» AIM OF THE EXERCISE: Locate the lines of the listing below that hold "warping", then copy each of them.

» DATA:
>>>>>

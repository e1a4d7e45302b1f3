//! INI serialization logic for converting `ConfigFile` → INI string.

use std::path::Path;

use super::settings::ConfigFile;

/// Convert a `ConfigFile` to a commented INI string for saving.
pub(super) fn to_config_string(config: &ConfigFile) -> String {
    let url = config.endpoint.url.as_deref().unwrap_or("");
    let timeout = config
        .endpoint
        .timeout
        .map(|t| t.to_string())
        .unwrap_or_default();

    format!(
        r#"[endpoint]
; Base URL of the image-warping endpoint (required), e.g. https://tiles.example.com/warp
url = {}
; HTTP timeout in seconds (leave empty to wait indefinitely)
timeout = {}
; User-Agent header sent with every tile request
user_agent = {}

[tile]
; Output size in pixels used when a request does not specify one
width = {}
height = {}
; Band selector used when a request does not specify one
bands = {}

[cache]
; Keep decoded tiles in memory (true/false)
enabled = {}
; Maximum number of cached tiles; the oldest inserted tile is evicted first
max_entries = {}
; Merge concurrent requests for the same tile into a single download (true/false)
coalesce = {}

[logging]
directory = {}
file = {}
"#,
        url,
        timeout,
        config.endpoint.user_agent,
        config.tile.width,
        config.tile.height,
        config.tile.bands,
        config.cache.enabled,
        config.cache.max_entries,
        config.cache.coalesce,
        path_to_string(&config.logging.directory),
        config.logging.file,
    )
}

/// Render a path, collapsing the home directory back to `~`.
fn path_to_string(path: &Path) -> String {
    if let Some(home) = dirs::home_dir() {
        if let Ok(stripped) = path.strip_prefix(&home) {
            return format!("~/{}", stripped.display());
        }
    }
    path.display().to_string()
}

<<<<<
>>>>>

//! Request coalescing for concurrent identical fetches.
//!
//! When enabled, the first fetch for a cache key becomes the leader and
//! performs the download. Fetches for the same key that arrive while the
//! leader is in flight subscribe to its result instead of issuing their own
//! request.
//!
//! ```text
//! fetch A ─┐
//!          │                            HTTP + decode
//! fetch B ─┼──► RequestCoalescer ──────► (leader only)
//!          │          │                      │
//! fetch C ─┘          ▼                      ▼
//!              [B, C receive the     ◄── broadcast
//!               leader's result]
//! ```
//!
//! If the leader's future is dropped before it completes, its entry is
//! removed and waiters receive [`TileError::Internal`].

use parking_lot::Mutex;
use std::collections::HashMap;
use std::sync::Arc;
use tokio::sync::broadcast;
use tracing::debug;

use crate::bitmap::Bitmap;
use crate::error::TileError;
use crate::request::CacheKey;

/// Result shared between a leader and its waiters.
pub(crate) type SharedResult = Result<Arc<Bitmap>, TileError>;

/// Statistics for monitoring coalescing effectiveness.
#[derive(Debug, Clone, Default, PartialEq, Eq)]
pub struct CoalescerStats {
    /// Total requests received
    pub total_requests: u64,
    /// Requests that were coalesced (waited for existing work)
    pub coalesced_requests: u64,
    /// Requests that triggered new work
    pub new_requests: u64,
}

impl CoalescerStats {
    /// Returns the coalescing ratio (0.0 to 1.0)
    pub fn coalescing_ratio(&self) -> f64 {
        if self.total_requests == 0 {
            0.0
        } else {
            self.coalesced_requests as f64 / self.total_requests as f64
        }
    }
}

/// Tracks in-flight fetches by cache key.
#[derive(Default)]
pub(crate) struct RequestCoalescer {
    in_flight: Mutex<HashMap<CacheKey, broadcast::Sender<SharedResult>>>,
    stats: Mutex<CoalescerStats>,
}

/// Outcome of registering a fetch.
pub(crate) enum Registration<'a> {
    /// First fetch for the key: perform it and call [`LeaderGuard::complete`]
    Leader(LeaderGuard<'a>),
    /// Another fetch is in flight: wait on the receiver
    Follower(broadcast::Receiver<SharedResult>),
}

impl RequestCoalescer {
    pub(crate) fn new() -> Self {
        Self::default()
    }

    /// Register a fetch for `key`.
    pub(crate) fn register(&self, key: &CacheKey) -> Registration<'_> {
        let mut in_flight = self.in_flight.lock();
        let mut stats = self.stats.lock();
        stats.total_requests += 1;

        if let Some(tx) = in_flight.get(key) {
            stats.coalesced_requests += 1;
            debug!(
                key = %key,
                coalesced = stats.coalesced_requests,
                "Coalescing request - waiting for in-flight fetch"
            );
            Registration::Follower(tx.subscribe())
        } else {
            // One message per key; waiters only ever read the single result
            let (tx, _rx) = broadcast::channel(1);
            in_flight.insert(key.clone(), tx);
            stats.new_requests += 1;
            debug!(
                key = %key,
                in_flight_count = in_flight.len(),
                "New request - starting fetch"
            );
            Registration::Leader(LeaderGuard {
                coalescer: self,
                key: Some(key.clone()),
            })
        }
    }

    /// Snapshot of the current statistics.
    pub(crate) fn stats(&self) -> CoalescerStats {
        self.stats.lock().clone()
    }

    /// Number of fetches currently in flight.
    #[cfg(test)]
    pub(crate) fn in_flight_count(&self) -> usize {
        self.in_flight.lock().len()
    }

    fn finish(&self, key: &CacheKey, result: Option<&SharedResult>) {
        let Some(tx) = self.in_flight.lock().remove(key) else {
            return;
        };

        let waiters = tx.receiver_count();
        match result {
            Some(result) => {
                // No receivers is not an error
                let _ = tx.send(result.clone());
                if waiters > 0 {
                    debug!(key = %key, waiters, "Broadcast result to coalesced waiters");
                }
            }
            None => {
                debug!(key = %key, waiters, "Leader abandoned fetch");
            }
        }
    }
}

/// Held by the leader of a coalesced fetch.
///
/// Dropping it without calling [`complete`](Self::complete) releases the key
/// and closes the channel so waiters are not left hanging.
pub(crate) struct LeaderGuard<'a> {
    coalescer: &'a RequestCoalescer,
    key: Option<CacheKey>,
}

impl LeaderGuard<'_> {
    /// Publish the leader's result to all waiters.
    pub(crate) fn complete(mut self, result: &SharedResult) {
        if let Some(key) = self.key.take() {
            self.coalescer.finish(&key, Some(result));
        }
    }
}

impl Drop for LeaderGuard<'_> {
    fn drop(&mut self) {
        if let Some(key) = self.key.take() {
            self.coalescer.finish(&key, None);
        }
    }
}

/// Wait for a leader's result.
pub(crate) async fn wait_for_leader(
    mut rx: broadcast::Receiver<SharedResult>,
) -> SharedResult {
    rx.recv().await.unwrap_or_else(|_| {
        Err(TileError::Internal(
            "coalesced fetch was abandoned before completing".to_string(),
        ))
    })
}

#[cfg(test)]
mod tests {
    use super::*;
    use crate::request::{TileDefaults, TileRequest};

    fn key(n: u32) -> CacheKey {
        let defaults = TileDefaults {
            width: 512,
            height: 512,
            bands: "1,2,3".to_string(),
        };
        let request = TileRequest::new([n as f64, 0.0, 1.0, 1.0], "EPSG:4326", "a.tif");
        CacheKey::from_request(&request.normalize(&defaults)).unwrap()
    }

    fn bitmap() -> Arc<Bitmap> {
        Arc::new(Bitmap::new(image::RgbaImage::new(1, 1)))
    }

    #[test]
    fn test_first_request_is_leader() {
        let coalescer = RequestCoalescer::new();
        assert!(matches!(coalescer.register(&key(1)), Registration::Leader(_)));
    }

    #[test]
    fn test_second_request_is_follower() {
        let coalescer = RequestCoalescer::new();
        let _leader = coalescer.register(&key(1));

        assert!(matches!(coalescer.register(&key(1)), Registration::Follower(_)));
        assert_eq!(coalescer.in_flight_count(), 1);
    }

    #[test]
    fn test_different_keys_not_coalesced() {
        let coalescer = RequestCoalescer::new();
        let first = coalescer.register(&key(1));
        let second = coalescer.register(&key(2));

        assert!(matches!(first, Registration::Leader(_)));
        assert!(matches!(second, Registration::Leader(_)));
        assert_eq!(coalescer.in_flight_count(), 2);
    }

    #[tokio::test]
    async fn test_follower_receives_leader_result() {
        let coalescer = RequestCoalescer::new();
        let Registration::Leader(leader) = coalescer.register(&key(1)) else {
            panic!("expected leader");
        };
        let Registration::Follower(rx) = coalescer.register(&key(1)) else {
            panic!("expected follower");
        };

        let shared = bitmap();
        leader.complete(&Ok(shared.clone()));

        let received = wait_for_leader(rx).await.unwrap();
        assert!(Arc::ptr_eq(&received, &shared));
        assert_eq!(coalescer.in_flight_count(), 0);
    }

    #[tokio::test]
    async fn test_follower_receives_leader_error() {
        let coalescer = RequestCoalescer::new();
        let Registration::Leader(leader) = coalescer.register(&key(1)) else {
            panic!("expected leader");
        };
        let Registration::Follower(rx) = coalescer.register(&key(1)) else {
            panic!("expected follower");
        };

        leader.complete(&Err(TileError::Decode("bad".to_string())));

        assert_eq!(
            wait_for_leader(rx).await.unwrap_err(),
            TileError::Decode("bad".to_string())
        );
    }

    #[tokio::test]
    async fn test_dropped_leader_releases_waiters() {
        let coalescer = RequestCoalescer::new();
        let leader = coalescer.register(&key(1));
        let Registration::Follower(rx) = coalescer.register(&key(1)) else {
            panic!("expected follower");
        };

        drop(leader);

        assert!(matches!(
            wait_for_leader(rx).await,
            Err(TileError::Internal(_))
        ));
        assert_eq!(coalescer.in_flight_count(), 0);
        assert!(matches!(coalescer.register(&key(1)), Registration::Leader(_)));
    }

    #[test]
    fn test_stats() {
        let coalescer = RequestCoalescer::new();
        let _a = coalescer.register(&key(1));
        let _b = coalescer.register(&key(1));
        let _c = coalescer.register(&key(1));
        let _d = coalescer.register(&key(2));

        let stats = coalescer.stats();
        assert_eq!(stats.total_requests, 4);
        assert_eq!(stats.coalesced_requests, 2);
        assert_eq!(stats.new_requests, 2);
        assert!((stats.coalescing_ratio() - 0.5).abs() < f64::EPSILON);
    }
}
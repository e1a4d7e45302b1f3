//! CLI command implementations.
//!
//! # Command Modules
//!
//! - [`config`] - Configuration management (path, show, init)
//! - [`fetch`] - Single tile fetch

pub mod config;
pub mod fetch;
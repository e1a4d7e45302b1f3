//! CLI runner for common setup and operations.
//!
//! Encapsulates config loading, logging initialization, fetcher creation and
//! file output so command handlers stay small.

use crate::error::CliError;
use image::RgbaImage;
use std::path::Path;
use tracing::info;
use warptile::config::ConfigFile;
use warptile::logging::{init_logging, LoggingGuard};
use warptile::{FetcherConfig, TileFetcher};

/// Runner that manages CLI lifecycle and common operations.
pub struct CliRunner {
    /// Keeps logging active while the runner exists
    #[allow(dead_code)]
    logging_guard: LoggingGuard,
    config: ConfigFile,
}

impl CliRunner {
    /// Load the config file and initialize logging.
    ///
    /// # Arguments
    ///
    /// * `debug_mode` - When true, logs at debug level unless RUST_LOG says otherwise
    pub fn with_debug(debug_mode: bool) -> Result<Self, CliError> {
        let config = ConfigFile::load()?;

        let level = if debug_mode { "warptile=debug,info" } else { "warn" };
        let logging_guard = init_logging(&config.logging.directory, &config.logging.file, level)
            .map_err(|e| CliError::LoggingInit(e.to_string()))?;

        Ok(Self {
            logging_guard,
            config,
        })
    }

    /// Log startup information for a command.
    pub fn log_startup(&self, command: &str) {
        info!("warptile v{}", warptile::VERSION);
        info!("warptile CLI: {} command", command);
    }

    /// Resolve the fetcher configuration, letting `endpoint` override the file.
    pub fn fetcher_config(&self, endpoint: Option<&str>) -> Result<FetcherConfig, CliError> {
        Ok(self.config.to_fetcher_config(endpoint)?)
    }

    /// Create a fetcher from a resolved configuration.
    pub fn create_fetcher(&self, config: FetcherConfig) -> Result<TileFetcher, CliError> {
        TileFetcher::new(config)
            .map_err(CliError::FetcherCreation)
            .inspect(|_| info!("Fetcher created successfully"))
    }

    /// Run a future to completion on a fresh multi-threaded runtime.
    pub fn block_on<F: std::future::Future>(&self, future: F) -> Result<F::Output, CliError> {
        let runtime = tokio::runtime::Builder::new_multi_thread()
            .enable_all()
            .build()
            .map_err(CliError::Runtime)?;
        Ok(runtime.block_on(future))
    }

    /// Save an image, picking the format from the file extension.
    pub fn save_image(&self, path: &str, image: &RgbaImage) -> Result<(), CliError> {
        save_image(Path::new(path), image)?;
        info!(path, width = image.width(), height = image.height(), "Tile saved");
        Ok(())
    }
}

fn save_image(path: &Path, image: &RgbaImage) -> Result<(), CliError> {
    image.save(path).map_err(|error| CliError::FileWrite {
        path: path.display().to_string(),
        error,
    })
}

<<<<<
>>>>>

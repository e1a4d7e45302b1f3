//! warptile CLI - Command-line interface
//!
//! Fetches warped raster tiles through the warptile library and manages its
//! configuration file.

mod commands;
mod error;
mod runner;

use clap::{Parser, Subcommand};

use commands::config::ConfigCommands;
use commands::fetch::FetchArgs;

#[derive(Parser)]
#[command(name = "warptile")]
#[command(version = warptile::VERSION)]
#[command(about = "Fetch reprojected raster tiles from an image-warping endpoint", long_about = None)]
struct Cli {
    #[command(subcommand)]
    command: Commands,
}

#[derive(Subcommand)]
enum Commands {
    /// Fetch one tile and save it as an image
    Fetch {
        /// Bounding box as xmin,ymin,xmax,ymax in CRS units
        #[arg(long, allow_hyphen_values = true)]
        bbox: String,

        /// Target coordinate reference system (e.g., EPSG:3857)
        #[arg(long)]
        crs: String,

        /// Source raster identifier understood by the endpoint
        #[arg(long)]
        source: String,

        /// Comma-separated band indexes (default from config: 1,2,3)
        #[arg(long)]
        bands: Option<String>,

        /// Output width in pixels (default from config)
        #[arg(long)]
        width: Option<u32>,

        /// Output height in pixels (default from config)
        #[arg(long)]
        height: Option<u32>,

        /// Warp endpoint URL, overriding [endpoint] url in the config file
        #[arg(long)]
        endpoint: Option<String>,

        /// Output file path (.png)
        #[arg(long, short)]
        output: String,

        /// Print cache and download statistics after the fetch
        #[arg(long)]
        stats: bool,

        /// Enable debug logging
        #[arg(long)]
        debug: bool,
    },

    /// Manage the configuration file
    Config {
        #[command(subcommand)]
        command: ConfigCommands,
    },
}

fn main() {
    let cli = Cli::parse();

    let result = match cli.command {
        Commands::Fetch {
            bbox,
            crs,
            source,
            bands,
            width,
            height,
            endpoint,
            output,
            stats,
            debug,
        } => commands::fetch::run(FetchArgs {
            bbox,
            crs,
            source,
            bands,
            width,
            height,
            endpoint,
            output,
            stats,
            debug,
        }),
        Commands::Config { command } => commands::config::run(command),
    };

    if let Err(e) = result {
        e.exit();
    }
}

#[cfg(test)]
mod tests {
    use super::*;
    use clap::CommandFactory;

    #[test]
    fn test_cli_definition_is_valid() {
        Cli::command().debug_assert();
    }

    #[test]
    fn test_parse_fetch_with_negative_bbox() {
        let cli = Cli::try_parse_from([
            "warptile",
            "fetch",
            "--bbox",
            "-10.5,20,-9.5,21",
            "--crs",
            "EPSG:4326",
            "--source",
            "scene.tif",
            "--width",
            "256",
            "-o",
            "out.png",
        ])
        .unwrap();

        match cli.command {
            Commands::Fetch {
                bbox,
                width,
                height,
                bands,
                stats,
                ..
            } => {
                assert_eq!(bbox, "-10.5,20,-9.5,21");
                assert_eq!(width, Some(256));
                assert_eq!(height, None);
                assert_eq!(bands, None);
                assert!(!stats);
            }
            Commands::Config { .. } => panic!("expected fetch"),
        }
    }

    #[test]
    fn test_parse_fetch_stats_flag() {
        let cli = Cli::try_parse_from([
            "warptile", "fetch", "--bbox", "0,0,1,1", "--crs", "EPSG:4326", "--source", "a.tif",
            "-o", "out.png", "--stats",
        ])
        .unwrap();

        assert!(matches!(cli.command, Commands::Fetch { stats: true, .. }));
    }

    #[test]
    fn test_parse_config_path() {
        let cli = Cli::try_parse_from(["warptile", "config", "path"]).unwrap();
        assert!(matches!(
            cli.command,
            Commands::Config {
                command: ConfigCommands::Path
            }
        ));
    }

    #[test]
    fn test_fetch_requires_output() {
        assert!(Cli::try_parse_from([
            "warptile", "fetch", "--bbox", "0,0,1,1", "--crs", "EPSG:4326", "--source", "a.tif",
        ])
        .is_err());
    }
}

<<<<<

» EXERCISE ANSWER:
; Base URL of the image-warping endpoint (required), e.g. https://tiles.example.com/warp
#[command(about = "Fetch reprojected raster tiles from an image-warping endpoint", long_about = None)]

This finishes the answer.